# [Problem requirements]
Give the number of lines in the data below containing the word "static", with no other text.

[Stored data entries]
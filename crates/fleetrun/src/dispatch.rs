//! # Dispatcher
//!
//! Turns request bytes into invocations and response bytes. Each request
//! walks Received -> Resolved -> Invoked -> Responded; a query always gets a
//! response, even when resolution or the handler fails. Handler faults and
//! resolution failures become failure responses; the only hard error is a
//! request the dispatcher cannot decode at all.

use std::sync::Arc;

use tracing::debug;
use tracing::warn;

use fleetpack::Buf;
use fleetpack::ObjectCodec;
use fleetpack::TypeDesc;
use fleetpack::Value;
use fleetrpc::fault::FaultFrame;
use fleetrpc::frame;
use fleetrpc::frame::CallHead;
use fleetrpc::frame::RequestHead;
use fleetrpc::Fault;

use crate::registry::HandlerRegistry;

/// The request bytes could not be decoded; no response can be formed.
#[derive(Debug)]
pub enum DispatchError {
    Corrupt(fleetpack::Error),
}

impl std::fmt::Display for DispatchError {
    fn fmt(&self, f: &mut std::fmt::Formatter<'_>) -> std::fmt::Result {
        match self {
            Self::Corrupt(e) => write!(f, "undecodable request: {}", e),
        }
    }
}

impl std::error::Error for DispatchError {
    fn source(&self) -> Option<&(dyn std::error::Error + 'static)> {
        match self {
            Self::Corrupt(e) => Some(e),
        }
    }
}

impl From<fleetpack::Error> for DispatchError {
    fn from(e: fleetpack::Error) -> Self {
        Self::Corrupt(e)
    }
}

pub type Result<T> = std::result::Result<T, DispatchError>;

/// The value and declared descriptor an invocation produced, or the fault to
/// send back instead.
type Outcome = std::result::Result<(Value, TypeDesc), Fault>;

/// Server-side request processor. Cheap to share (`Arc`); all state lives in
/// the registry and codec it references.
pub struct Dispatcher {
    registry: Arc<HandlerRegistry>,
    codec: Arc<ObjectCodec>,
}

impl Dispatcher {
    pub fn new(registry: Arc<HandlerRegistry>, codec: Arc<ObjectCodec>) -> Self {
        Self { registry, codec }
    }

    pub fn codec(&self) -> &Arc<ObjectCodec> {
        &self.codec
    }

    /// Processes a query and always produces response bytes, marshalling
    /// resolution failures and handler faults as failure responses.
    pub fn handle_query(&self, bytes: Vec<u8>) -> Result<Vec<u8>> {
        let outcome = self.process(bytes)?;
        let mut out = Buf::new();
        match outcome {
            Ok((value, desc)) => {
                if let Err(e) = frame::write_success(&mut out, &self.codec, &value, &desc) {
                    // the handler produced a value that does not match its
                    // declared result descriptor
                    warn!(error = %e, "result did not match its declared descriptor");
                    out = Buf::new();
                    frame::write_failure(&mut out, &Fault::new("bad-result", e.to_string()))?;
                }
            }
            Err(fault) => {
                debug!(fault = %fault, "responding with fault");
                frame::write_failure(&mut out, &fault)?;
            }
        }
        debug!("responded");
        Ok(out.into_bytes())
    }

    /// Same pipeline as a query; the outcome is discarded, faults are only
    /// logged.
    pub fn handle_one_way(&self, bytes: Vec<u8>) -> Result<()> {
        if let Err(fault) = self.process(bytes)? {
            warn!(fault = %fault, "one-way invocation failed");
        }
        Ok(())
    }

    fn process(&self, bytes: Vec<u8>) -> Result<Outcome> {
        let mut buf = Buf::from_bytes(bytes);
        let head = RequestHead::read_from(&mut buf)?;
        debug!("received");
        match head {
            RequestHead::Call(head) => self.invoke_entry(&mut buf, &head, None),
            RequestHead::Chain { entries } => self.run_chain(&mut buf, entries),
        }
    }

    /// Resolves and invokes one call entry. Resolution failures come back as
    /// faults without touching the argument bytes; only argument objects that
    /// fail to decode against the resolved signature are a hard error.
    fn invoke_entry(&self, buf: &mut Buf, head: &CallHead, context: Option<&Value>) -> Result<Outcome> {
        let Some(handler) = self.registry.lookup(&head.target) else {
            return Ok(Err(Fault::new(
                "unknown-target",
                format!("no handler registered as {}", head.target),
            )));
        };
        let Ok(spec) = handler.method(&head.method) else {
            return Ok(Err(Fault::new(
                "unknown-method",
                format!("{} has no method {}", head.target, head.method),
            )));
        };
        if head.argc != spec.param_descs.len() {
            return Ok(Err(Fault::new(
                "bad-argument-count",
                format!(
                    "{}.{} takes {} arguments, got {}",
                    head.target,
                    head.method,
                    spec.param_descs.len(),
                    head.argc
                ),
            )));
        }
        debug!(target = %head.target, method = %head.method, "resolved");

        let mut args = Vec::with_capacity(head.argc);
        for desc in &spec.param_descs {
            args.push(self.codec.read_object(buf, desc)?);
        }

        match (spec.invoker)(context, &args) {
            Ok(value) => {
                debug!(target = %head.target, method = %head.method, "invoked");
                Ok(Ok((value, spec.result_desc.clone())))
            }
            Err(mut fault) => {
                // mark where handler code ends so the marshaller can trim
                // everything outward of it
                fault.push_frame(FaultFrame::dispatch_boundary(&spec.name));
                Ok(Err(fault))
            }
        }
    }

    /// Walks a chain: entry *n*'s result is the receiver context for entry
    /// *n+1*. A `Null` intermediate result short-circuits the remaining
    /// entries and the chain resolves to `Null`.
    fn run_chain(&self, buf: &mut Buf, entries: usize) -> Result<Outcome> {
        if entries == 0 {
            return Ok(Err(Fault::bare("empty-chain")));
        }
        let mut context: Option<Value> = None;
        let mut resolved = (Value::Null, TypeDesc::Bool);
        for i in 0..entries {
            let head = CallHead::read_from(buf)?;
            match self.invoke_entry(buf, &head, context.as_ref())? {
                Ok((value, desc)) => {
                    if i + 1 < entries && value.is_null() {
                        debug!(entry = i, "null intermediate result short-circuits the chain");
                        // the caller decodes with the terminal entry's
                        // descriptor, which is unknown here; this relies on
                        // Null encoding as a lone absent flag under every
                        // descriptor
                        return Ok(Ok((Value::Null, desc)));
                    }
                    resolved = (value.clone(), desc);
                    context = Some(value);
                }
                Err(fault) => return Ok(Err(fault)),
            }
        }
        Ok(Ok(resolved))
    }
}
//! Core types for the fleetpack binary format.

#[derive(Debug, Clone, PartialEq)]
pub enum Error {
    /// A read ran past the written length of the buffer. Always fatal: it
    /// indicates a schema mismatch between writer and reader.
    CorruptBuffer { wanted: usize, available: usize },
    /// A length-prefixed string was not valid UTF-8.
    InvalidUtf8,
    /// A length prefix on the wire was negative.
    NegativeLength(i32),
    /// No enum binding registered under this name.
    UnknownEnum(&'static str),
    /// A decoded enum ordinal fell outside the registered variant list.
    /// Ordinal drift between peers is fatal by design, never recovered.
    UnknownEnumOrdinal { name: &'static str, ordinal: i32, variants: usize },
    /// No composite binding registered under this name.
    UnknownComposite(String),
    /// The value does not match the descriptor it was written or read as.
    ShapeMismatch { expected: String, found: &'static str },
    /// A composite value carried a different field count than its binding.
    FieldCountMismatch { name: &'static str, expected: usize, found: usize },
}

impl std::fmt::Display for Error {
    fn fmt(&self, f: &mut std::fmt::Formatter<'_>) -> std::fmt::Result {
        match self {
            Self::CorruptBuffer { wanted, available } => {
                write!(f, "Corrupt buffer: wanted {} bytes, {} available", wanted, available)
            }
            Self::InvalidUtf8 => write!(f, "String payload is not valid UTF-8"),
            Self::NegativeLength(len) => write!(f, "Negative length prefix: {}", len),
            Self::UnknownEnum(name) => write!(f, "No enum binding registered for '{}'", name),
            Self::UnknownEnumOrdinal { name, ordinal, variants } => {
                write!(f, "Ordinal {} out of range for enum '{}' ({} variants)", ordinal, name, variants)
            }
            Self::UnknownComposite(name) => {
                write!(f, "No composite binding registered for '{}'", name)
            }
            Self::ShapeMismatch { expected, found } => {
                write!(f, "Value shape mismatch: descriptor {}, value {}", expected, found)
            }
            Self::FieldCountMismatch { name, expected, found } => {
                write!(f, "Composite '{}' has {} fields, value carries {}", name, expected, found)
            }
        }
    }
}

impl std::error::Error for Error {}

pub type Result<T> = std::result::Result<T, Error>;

# [Task answer]
5